Éric Varon a ensuite souligné la prise en compte croissante de l’OAI-PMH (Open Access Initiative – Protocol for Metadata Harvesting ) par les moteurs de recherche et rappelé la mise en place d’un nouveau modèle de publication, les creatives commons qui, tout en reconnaissant le droit d’auteur et la paternité de l’œuvre, la laisse en libre accès. La structuration des données reste cependant un problème. Enfin, le rappel de certains projets nationaux a posé la question de leur articulation au niveau institutionnel.

Vers la bibliothèque 2.0

Emmanuelle Bermès (Bibliothèque nationale de France) a ensuite parlé de l’archivage des documents numériques dans une optique patrimoniale qui se heurte à l’évolution rapide de l’environnement matériel et logiciel en informatique. Actuellement, un modèle d’archivage, l’Open Archival Information System (OAIS – norme ISO 14721) permet de gérer le cycle de vie du document en lien avec ses métadonnées. Après avoir présenté la multiplicité des types de documents que recouvre le vocable « patrimoine numérique » pour la BnF (documents numérisés, masters électroniques, dépôt légal en ligne, cédéroms, bases en ligne, production documentaire interne…), E. Bermès est revenue sur l’impact de cette masse documentaire d’un type nouveau dans la réflexion sur le métier, et ce, à chaque étape du circuit du document. Néanmoins, parler de nouveaux métiers est abusif : les aspects techniques sont également prégnants dans l’univers papier et le numérique ne fait pas l’économie d’une politique documentaire.

À partir de l’exemple de Valenciennes, pilote en matière de portail électronique, Guillaume Hatt (SCD de l’université de Valenciennes et du Hainaut-Cambrésis) a ensuite traité de l’importance des portails électroniques pour l’accès aux documents numériques. De fait, les portails proposent un accès unique à des ressources hétérogènes par un moteur de recherche multibases (recherche fédérée), de même que l’intégration des sources dans des protocoles standards (http, Z 39-50, XML). S’inscrivant dans un environnement technique particulier (formats ouverts, open source, interopérabilité OAI) et politique (environnement numérique de travail, universités numériques en région), les portails documentaires interrogent aujourd’hui fortement la profession : les logiques de collection et de maintenance s’effacent au profit de logiques d’accès et de gestion de projets, obligeant à un dialogue renforcé avec les autres acteurs de l’université afin de mieux répondre aux besoins locaux des usagers. Néanmoins, la « bibliothèque 2.0 » doit encore se soucier de normalisation (TEF 1, LOM-Fr 2).

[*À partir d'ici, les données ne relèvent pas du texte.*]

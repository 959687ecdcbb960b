//! Emporium CLI - database migrations and operator tools.
//!
//! # Usage
//!
//! ```bash
//! # Run database migrations
//! emporium migrate
//!
//! # Load catalog data from YAML
//! emporium seed data/catalog.yaml
//!
//! # Create a back-office user (password from EMPORIUM_PASSWORD if omitted)
//! emporium user create -e ops@example.com -n "Ops Lead" -r admin
//! ```
//!
//! Every command reads `DATABASE_URL` (a `.env` file is honored).

#![cfg_attr(not(test), forbid(unsafe_code))]

use std::path::PathBuf;
use std::process::ExitCode;

use clap::{Parser, Subcommand};
use secrecy::SecretString;
use sqlx::PgPool;
use thiserror::Error;

use emporium_core::UserRole;

mod commands;

#[derive(Parser)]
#[command(name = "emporium")]
#[command(author, version, about = "Emporium operator tools")]
struct Cli {
    /// `PostgreSQL` connection string
    #[arg(long, env = "DATABASE_URL", hide_env_values = true, global = true)]
    database_url: Option<String>,

    #[command(subcommand)]
    command: Commands,
}

#[derive(Subcommand)]
enum Commands {
    /// Run database migrations
    Migrate,
    /// Upsert brands, categories, shipping methods and products from YAML
    Seed {
        /// Path to the seed file
        file: PathBuf,
    },
    /// Manage back-office users
    User {
        #[command(subcommand)]
        action: UserAction,
    },
}

#[derive(Subcommand)]
enum UserAction {
    /// Create a back-office user
    Create {
        /// Email address
        #[arg(short, long)]
        email: String,

        /// Display name
        #[arg(short, long)]
        name: String,

        /// Role (`customer`, `staff`, `admin`)
        #[arg(short, long, default_value = "admin")]
        role: UserRole,

        /// Password
        #[arg(long, env = "EMPORIUM_PASSWORD", hide_env_values = true)]
        password: Option<String>,
    },
}

/// Failures reported by any command.
#[derive(Debug, Error)]
enum CliError {
    #[error("DATABASE_URL is not set")]
    MissingDatabaseUrl,
    #[error("Database connection error: {0}")]
    Database(#[from] sqlx::Error),
    #[error(transparent)]
    Migrate(#[from] commands::migrate::MigrateError),
    #[error(transparent)]
    Seed(#[from] commands::seed::SeedError),
    #[error(transparent)]
    User(#[from] commands::user::UserError),
}

#[tokio::main]
async fn main() -> ExitCode {
    dotenvy::dotenv().ok();

    let env_filter = tracing_subscriber::EnvFilter::try_from_default_env()
        .unwrap_or_else(|_| "emporium=info,emporium_cli=info,emporium_db=info".into());
    tracing_subscriber::fmt().with_env_filter(env_filter).init();

    let cli = Cli::parse();

    match run(cli).await {
        Ok(()) => ExitCode::SUCCESS,
        Err(e) => {
            tracing::error!("Command failed: {e}");
            ExitCode::FAILURE
        }
    }
}

async fn connect(database_url: Option<String>) -> Result<PgPool, CliError> {
    let url = database_url.ok_or(CliError::MissingDatabaseUrl)?;
    tracing::info!("Connecting to database...");
    Ok(emporium_db::create_pool(&SecretString::from(url)).await?)
}

async fn run(cli: Cli) -> Result<(), CliError> {
    let pool = connect(cli.database_url).await?;
    match cli.command {
        Commands::Migrate => commands::migrate::run(&pool).await?,
        Commands::Seed { file } => {
            commands::seed::run(&pool, &file).await?;
        }
        Commands::User { action } => match action {
            UserAction::Create {
                email,
                name,
                role,
                password,
            } => {
                commands::user::create(&pool, email, name, role, password).await?;
            }
        },
    }
    Ok(())
}

#[cfg(test)]
#[allow(clippy::unwrap_used)]
mod tests {
    use clap::CommandFactory;

    use super::*;

    #[test]
    fn test_cli_definition() {
        Cli::command().debug_assert();
    }

    #[test]
    fn test_parse_user_create() {
        let cli = Cli::try_parse_from([
            "emporium",
            "--database-url",
            "postgres://localhost/emporium",
            "user",
            "create",
            "-e",
            "ops@example.org",
            "-n",
            "Ops Lead",
            "-r",
            "staff",
            "--password",
            "correct-horse-battery",
        ])
        .unwrap();
        let Commands::User {
            action:
                UserAction::Create {
                    email,
                    role,
                    password,
                    ..
                },
        } = cli.command
        else {
            panic!("expected user create");
        };
        assert_eq!(email, "ops@example.org");
        assert_eq!(role, UserRole::Staff);
        assert_eq!(password.as_deref(), Some("correct-horse-battery"));
    }

    #[test]
    fn test_parse_rejects_unknown_role() {
        let result = Cli::try_parse_from([
            "emporium", "user", "create", "-e", "a@b.org", "-n", "A", "-r", "owner",
        ]);
        assert!(result.is_err());
    }

    #[test]
    fn test_parse_seed() {
        let cli = Cli::try_parse_from(["emporium", "seed", "catalog.yaml"]).unwrap();
        assert!(matches!(cli.command, Commands::Seed { file } if file == PathBuf::from("catalog.yaml")));
    }
}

Blogs professionnels en bibliothèque

L’après-midi, les présentations ont laissé place à une table ronde plus informelle autour des blogs professionnels en bibliothèque. Loin de s’appesantir sur les aspects techniques mais après quelques précisions terminologiques (wiki 3, trackback  4, RSS 5), les invités ont insisté sur l’envie de partager et de capitaliser des connaissances à l’origine de tout blog. Si, la plupart du temps, l’on attend un échange avec le lecteur, ce n’est pas toujours le cas. Emmanuelle Bermès 6 avoue simplement « bloguer pour [elle] ». Les blogs ne s’adressent donc pas forcément à la profession.

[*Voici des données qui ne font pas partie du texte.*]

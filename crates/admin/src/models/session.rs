//! Session-related types for admin authentication.

use serde::{Deserialize, Serialize};

use emporium_core::{Email, UserId, UserRole};
use emporium_db::User;

/// Session-stored identity of the signed-in back-office user.
#[derive(Debug, Clone, PartialEq, Eq, Serialize, Deserialize)]
pub struct CurrentAdmin {
    /// User's database ID.
    pub id: UserId,
    /// User's email address.
    pub email: Email,
    /// Display name.
    pub name: String,
    /// Staff are read-only; admins may write.
    pub role: UserRole,
}

impl CurrentAdmin {
    /// Whether this user may create, update or delete records.
    #[must_use]
    pub const fn can_write(&self) -> bool {
        self.role.can_write()
    }
}

impl From<&User> for CurrentAdmin {
    fn from(user: &User) -> Self {
        Self {
            id: user.id,
            email: user.email.clone(),
            name: user.name.clone(),
            role: user.role,
        }
    }
}

/// Session keys for admin authentication data.
pub mod keys {
    /// Key for storing the current logged-in user.
    pub const CURRENT_ADMIN: &str = "current_admin";

    /// Key for the one-shot flash message shown after a redirect.
    pub const FLASH: &str = "admin_flash";
}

Jean-Charles Houpier (SCD de l’université Henri Poincaré – Nancy I) appelle d’ailleurs à bloguer en direction des utilisateurs autour des projets de la bibliothèque. Ce peut donc être un outil de communication avec les usagers et un «  ». Si le domaine de la lecture publique est a priori plus directement concerné, l’exemple de la BIUP montre que ceci est aussi possible à l’université. Plus largement, faire un blog participe d’une envie d’entraîner les autres à bloguer. Cependant, il importe de ne pas chercher à bloguer « pour faire de l’audience » (Nicolas Morin 9, SCD de l’université d’Angers). Se tenir à une ligne éditoriale et publier fréquemment et régulièrement contribuent de manière positive à la notoriété d’un blog.

Quelle que soit la solution technique de publication retenue, se pose la question de la sauvegarde du contenu. La fonction « cache » de Google ou les sites blogline.com 10 et archives.org 11 permettent de récupérer des contenus mais un archivage plus complet reste en suspens. Marlène Delhaye 12 (SCD de l’université Paul Cézanne-Aix-Marseille III) s’inscrit d’elle-même dans une « logique de transmission » plus que de conservation.

Enfin, N. Morin a conclu sur les questions juridiques autour des blogs auxquels s’applique la loi sur la confiance dans l’économie numérique (LCEN). Le blogueur, jamais anonyme, est responsable de son blog. Assuré de la liberté d’opinion, le fonctionnaire blogueur doit respecter son devoir de réserve et le secret professionnel. E. Bermès parle ainsi « de [sa] profession, jamais de [son] travail ».

Pour illustrer le propos de manière concrète, les organisateurs ont, au fil de la journée, nourri le blog de la rencontre 13 de commentaires et de résumés des interventions (elles sont désormais téléchargeables), ce qui n’a pas empêché un auditoire nombreux de se déplacer à l’Enssib.